→ WHAT YOU SHOULD DO
Below are entries; output exactly the lines from the one with "fn new(id: String, outcome: Outcome)" to the one with "pub fn changed_ids(&self)", both included, and nothing else.

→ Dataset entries
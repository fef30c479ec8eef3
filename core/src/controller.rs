//! Run controller: list, walk, then report or commit.
//!
//! Report and commit runs share [`RunController::run_family`]; the only
//! difference is the [`ChangeSink`] a changed resource is handed to. Both
//! modes therefore agree by construction on which resources changed.

use async_trait::async_trait;
use serde::Serialize;
use serde_json::Value;

use crate::api::ResourceApi;
use crate::config::{RunConfig, RunMode, Selection};
use crate::errors::Result;
use crate::family::{Family, ResourceRef};
use crate::mapping::TagMapping;

/// What happened to one resource.
#[derive(Debug, Clone, PartialEq, Eq, Serialize)]
#[serde(tag = "status", rename_all = "snake_case")]
pub enum Outcome {
    Unchanged,
    /// Would change; report mode only.
    Reported,
    /// Changed and written back.
    Committed,
    /// Processing failed; the rest of the batch continued.
    Failed { category: String, error: String },
}

#[derive(Debug, Clone, PartialEq, Eq, Serialize)]
pub struct ChangeRecord {
    pub id: String,
    pub changed: bool,
    #[serde(flatten)]
    pub outcome: Outcome,
}

impl ChangeRecord {
    fn new(id: String, outcome: Outcome) -> Self {
        let changed = matches!(outcome, Outcome::Reported | Outcome::Committed);
        Self {
            id,
            changed,
            outcome,
        }
    }
}

#[derive(Debug, Clone, PartialEq, Eq, Serialize)]
pub struct FamilyReport {
    pub family: Family,
    /// The run config's list for this family was empty.
    pub skipped: bool,
    pub records: Vec<ChangeRecord>,
    /// Allow-listed ids that the listing did not return.
    pub missing: Vec<String>,
}

impl FamilyReport {
    fn skipped(family: Family) -> Self {
        Self {
            family,
            skipped: true,
            records: Vec::new(),
            missing: Vec::new(),
        }
    }

    /// Ids of resources that changed, in processing order.
    pub fn changed_ids(&self) -> Vec<&str> {
        self.records
            .iter()
            .filter(|r| r.changed)
            .map(|r| r.id.as_str())
            .collect()
    }

    pub fn failures(&self) -> impl Iterator<Item = &ChangeRecord> {
        self.records
            .iter()
            .filter(|r| matches!(r.outcome, Outcome::Failed { .. }))
    }
}

#[derive(Debug, Clone, PartialEq, Eq, Serialize)]
pub struct RunReport {
    pub mode: RunMode,
    pub families: Vec<FamilyReport>,
}

impl RunReport {
    pub fn has_failures(&self) -> bool {
        self.families.iter().any(|f| f.failures().next().is_some())
    }

    pub fn family(&self, family: Family) -> Option<&FamilyReport> {
        self.families.iter().find(|f| f.family == family)
    }
}

/// Receives every resource whose walk changed something.
#[async_trait]
pub trait ChangeSink: Send {
    async fn accept(
        &mut self,
        family: Family,
        resource: &ResourceRef,
        detail_path: &str,
        config: Value,
    ) -> Result<Outcome>;
}

/// Records changes without touching the API.
#[derive(Debug, Default)]
pub struct ReportSink;

#[async_trait]
impl ChangeSink for ReportSink {
    async fn accept(
        &mut self,
        family: Family,
        resource: &ResourceRef,
        _detail_path: &str,
        _config: Value,
    ) -> Result<Outcome> {
        tracing::debug!(%family, id = %resource.id, "would update");
        Ok(Outcome::Reported)
    }
}

/// Strips server-managed fields and writes the config back.
pub struct CommitSink<'a> {
    api: &'a dyn ResourceApi,
}

impl<'a> CommitSink<'a> {
    pub fn new(api: &'a dyn ResourceApi) -> Self {
        Self { api }
    }
}

#[async_trait]
impl ChangeSink for CommitSink<'_> {
    async fn accept(
        &mut self,
        family: Family,
        resource: &ResourceRef,
        detail_path: &str,
        mut config: Value,
    ) -> Result<Outcome> {
        family.strip_extraneous(&mut config);
        self.api.put(detail_path, &config).await?;
        tracing::info!(%family, id = %resource.id, "updated");
        Ok(Outcome::Committed)
    }
}

pub struct RunController<'a> {
    api: &'a dyn ResourceApi,
    mapping: TagMapping,
    mode: RunMode,
    strict: bool,
}

impl<'a> RunController<'a> {
    pub fn new(api: &'a dyn ResourceApi, mapping: TagMapping, mode: RunMode) -> Self {
        Self {
            api,
            mapping,
            mode,
            strict: false,
        }
    }

    /// Abort on the first resource failure instead of recording it.
    pub fn strict(mut self, strict: bool) -> Self {
        self.strict = strict;
        self
    }

    fn sink(&self) -> Box<dyn ChangeSink + 'a> {
        match self.mode {
            RunMode::Report => Box::new(ReportSink),
            RunMode::Commit => Box::new(CommitSink::new(self.api)),
        }
    }

    /// Processes every family in order with the selections from `config`.
    pub async fn run(&self, config: &RunConfig) -> Result<RunReport> {
        let mut sink = self.sink();
        let mut families = Vec::with_capacity(Family::ALL.len());
        for family in Family::ALL {
            let report = self
                .run_family(family, config.selection(family), sink.as_mut())
                .await?;
            families.push(report);
        }
        Ok(RunReport {
            mode: self.mode,
            families,
        })
    }

    /// Lists, walks and hands changed resources of one family to `sink`.
    ///
    /// A failing listing call always aborts. Per-resource failures abort only
    /// in strict mode; otherwise they become [`Outcome::Failed`] records.
    pub async fn run_family(
        &self,
        family: Family,
        selection: &Selection,
        sink: &mut dyn ChangeSink,
    ) -> Result<FamilyReport> {
        if *selection == Selection::Skip {
            tracing::info!(%family, "ignoring {family} due to empty {family} list in run config");
            return Ok(FamilyReport::skipped(family));
        }

        let listing = self.api.get(family.list_path()).await?;
        let resources = family.parse_listing(listing)?;
        tracing::debug!(%family, count = resources.len(), "listed resources");

        let mut records = Vec::new();
        for resource in resources.iter().filter(|r| selection.includes(&r.id)) {
            let processed = self
                .process(family, resource, sink)
                .await
                .map_err(|e| e.in_resource(format_args!("{} {}", family.noun(), resource.id)));
            match processed {
                Ok(outcome) => records.push(ChangeRecord::new(resource.id.clone(), outcome)),
                Err(err) if self.strict || !err.category().resource_scoped() => return Err(err),
                Err(err) => {
                    tracing::warn!(
                        %family,
                        id = %resource.id,
                        category = %err.category(),
                        error = %err,
                        "resource failed, continuing"
                    );
                    records.push(ChangeRecord::new(
                        resource.id.clone(),
                        Outcome::Failed {
                            category: err.category().as_str().to_string(),
                            error: err.to_string(),
                        },
                    ));
                }
            }
        }

        let missing = match selection {
            Selection::Only(ids) => ids
                .iter()
                .filter(|id| !resources.iter().any(|r| &r.id == *id))
                .cloned()
                .collect(),
            Selection::All | Selection::Skip => Vec::new(),
        };
        for id in &missing {
            tracing::warn!(%family, %id, "requested id not returned by the listing");
        }

        let report = FamilyReport {
            family,
            skipped: false,
            records,
            missing,
        };
        tracing::info!(
            %family,
            mode = %self.mode,
            processed = report.records.len(),
            changed = report.changed_ids().len(),
            failed = report.failures().count(),
            "family done"
        );
        Ok(report)
    }

    async fn process(
        &self,
        family: Family,
        resource: &ResourceRef,
        sink: &mut dyn ChangeSink,
    ) -> Result<Outcome> {
        let detail_path = family.detail_path(resource)?;
        let mut config = family.fetch(self.api, resource, &detail_path).await?;
        let changed = family.walker().walk(&mut config, &self.mapping)?;
        if !changed {
            tracing::debug!(%family, id = %resource.id, "no tags to replace");
            return Ok(Outcome::Unchanged);
        }
        sink.accept(family, resource, &detail_path, config).await
    }
}
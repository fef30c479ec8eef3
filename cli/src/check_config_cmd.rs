use anyhow::Result;
use clap::Args;

use crate::render::render_plan;
use crate::{ApiArgs, EXIT_OK, RunArgs};

#[derive(Debug, Args)]
pub struct CheckConfigArgs {
    #[command(flatten)]
    pub run: RunArgs,

    #[command(flatten)]
    pub api: ApiArgs,
}

/// Loads and validates everything a migrate run would, short of credentials
/// and network access.
pub fn run_check_config(args: CheckConfigArgs) -> Result<u8> {
    let (config, mode) = args.run.load()?;
    let base_url = args.api.base_url()?;
    println!("{}", render_plan(&config, mode, &base_url));
    Ok(EXIT_OK)
}
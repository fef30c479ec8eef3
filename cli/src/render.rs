//! Text and JSON rendering for run reports and plans.

use std::fmt::Write as _;

use retag_core::{Family, FamilyReport, Outcome, RunConfig, RunMode, RunReport, Selection};
use url::Url;

pub fn render_json(report: &RunReport) -> serde_json::Result<String> {
    serde_json::to_string_pretty(report)
}

/// Per-family summary: changed ids, failures and allow-listed ids the
/// listing did not return.
pub fn render_report(report: &RunReport) -> String {
    let mut out = String::new();
    for family in &report.families {
        if !out.is_empty() {
            out.push('\n');
        }
        render_family(&mut out, report.mode, family);
    }
    out
}

fn render_family(out: &mut String, mode: RunMode, report: &FamilyReport) {
    let family = report.family;
    let _ = writeln!(out, "** {} **", family.as_str().to_uppercase());
    if report.skipped {
        let _ = writeln!(out, "Skipped: empty {family} list in run config.");
        return;
    }

    let changed = report.changed_ids();
    let verb = match mode {
        RunMode::Report => "Would update",
        RunMode::Commit => "Updated",
    };
    let _ = writeln!(out, "{verb} {} {}(s).", changed.len(), family.noun());
    if !changed.is_empty() {
        let _ = writeln!(out, "  {}", changed.join(", "));
    }

    let failures: Vec<_> = report.failures().collect();
    if !failures.is_empty() {
        let _ = writeln!(out, "Failed: {}", failures.len());
        for record in failures {
            if let Outcome::Failed { category, error } = &record.outcome {
                let _ = writeln!(out, "  {} [{category}] {error}", record.id);
            }
        }
    }

    if !report.missing.is_empty() {
        let _ = writeln!(out, "Not found: {}", report.missing.join(", "));
    }
}

/// What a run with `config` would touch, without contacting the API.
pub fn render_plan(config: &RunConfig, mode: RunMode, base_url: &Url) -> String {
    let mut out = String::new();
    let _ = writeln!(out, "mode: {mode}");
    let _ = writeln!(out, "api: {base_url}");
    let _ = writeln!(out, "tags ({}):", config.tags.len());
    for (old, new) in config.tags.iter() {
        let _ = writeln!(out, "  {old} -> {new}");
    }
    for family in Family::ALL {
        let selection = match config.selection(family) {
            Selection::All => "all".to_string(),
            Selection::Skip => "skip".to_string(),
            Selection::Only(ids) => ids.iter().cloned().collect::<Vec<_>>().join(", "),
        };
        let _ = writeln!(out, "{family}: {selection}");
    }
    out.trim_end().to_string()
}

→ TASK OUTPUT
    fn new(id: String, outcome: Outcome) -> Self {
        let changed = matches!(outcome, Outcome::Reported | Outcome::Committed);
        Self {
            id,
            changed,
            outcome,
        }
    }
}

#[derive(Debug, Clone, PartialEq, Eq, Serialize)]
pub struct FamilyReport {
    pub family: Family,
    /// The run config's list for this family was empty.
    pub skipped: bool,
    pub records: Vec<ChangeRecord>,
    /// Allow-listed ids that the listing did not return.
    pub missing: Vec<String>,
}

impl FamilyReport {
    fn skipped(family: Family) -> Self {
        Self {
            family,
            skipped: true,
            records: Vec::new(),
            missing: Vec::new(),
        }
    }

    /// Ids of resources that changed, in processing order.
    pub fn changed_ids(&self) -> Vec<&str> {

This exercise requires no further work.